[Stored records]
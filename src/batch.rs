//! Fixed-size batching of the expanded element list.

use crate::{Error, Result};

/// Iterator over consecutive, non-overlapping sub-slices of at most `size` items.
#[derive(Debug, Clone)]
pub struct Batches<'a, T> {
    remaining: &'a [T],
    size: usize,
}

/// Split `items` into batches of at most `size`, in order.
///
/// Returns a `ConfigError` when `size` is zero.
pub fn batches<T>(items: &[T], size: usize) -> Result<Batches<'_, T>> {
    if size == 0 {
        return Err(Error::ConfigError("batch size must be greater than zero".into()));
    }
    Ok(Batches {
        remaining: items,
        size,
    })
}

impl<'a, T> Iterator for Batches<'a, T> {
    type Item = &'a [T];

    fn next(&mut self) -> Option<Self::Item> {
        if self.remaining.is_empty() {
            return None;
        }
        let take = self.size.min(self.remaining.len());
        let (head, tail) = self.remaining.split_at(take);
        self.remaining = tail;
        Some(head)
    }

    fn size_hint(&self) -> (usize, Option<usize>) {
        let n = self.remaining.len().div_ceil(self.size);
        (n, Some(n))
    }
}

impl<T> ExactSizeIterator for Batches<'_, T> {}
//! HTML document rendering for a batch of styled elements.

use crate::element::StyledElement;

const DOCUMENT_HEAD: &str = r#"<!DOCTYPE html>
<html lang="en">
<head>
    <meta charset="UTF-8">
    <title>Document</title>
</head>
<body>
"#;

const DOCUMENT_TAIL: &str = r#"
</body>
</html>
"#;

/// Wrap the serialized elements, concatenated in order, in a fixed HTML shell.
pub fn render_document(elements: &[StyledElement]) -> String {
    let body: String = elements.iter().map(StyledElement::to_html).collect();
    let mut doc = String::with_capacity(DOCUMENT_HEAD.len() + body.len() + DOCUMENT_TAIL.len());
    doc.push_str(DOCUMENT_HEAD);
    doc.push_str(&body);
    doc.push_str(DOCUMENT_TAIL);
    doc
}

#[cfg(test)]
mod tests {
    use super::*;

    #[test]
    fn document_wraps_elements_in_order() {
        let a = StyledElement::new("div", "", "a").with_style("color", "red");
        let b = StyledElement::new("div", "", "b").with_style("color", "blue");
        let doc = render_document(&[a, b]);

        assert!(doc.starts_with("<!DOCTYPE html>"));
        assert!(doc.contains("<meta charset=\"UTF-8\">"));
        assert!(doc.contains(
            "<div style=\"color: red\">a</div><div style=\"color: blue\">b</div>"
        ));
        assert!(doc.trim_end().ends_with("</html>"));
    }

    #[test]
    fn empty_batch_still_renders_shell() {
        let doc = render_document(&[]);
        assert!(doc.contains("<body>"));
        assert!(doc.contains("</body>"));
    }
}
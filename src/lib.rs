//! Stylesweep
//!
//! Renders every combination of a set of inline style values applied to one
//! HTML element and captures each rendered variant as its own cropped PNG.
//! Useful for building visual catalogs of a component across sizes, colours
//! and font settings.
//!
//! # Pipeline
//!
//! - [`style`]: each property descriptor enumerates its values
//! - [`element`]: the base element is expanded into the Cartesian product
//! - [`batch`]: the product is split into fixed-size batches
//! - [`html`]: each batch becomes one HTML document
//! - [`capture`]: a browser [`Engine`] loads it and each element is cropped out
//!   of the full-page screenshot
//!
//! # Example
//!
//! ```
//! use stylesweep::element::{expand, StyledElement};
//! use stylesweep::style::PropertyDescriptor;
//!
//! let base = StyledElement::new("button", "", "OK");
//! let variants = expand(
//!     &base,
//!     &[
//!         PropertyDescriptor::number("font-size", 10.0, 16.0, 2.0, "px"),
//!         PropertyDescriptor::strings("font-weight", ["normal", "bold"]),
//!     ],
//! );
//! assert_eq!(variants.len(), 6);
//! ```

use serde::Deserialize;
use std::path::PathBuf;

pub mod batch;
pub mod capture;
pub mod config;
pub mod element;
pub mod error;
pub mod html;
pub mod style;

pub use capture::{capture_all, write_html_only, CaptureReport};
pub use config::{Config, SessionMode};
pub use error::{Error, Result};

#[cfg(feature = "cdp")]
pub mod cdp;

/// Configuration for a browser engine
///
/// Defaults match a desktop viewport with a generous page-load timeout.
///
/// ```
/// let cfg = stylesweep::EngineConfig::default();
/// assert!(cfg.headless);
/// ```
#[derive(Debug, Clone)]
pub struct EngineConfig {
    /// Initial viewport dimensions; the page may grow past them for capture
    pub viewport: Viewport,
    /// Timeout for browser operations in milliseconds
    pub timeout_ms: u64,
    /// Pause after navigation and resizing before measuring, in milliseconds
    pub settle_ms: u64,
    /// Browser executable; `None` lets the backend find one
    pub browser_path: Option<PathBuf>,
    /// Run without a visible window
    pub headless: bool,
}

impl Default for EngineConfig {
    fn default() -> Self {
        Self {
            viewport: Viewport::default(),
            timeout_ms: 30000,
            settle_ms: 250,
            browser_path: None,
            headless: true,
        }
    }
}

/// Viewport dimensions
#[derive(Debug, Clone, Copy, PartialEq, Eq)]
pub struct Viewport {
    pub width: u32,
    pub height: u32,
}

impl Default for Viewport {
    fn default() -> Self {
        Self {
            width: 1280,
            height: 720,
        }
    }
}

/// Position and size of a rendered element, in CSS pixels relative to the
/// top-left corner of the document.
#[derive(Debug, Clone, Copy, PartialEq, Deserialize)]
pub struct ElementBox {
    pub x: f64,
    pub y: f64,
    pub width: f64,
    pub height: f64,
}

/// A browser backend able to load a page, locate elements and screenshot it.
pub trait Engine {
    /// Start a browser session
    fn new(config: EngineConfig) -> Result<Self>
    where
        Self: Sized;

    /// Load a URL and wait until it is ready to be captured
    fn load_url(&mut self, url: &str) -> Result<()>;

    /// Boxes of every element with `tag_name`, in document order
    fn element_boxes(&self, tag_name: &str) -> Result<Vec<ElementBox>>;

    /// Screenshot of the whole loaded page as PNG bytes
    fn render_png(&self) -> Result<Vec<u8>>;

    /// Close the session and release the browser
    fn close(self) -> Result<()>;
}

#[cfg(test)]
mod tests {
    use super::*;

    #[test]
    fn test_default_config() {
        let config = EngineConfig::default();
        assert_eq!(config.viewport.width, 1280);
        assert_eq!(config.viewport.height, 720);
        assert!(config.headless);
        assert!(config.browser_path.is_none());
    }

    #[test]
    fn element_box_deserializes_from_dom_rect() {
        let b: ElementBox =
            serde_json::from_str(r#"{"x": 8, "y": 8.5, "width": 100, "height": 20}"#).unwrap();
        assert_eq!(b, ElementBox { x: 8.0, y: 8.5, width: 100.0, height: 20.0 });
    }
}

REQUIREMENT
The reply should consist solely of the lines of the data, exact, from the opening line through the line with "of styled elements.", inclusive.

ANSWER FOR THIS EXERCISE
filename src/batch.rs
//! Fixed-size batching of the expanded element list.

use crate::{Error, Result};

/// Iterator over consecutive, non-overlapping sub-slices of at most `size` items.
#[derive(Debug, Clone)]
pub struct Batches<'a, T> {
    remaining: &'a [T],
    size: usize,
}

/// Split `items` into batches of at most `size`, in order.
///
/// Returns a `ConfigError` when `size` is zero.
pub fn batches<T>(items: &[T], size: usize) -> Result<Batches<'_, T>> {
    if size == 0 {
        return Err(Error::ConfigError("batch size must be greater than zero".into()));
    }
    Ok(Batches {
        remaining: items,
        size,
    })
}

impl<'a, T> Iterator for Batches<'a, T> {
    type Item = &'a [T];

    fn next(&mut self) -> Option<Self::Item> {
        if self.remaining.is_empty() {
            return None;
        }
        let take = self.size.min(self.remaining.len());
        let (head, tail) = self.remaining.split_at(take);
        self.remaining = tail;
        Some(head)
    }

    fn size_hint(&self) -> (usize, Option<usize>) {
        let n = self.remaining.len().div_ceil(self.size);
        (n, Some(n))
    }
}

impl<T> ExactSizeIterator for Batches<'_, T> {}
//! HTML document rendering for a batch of styled elements.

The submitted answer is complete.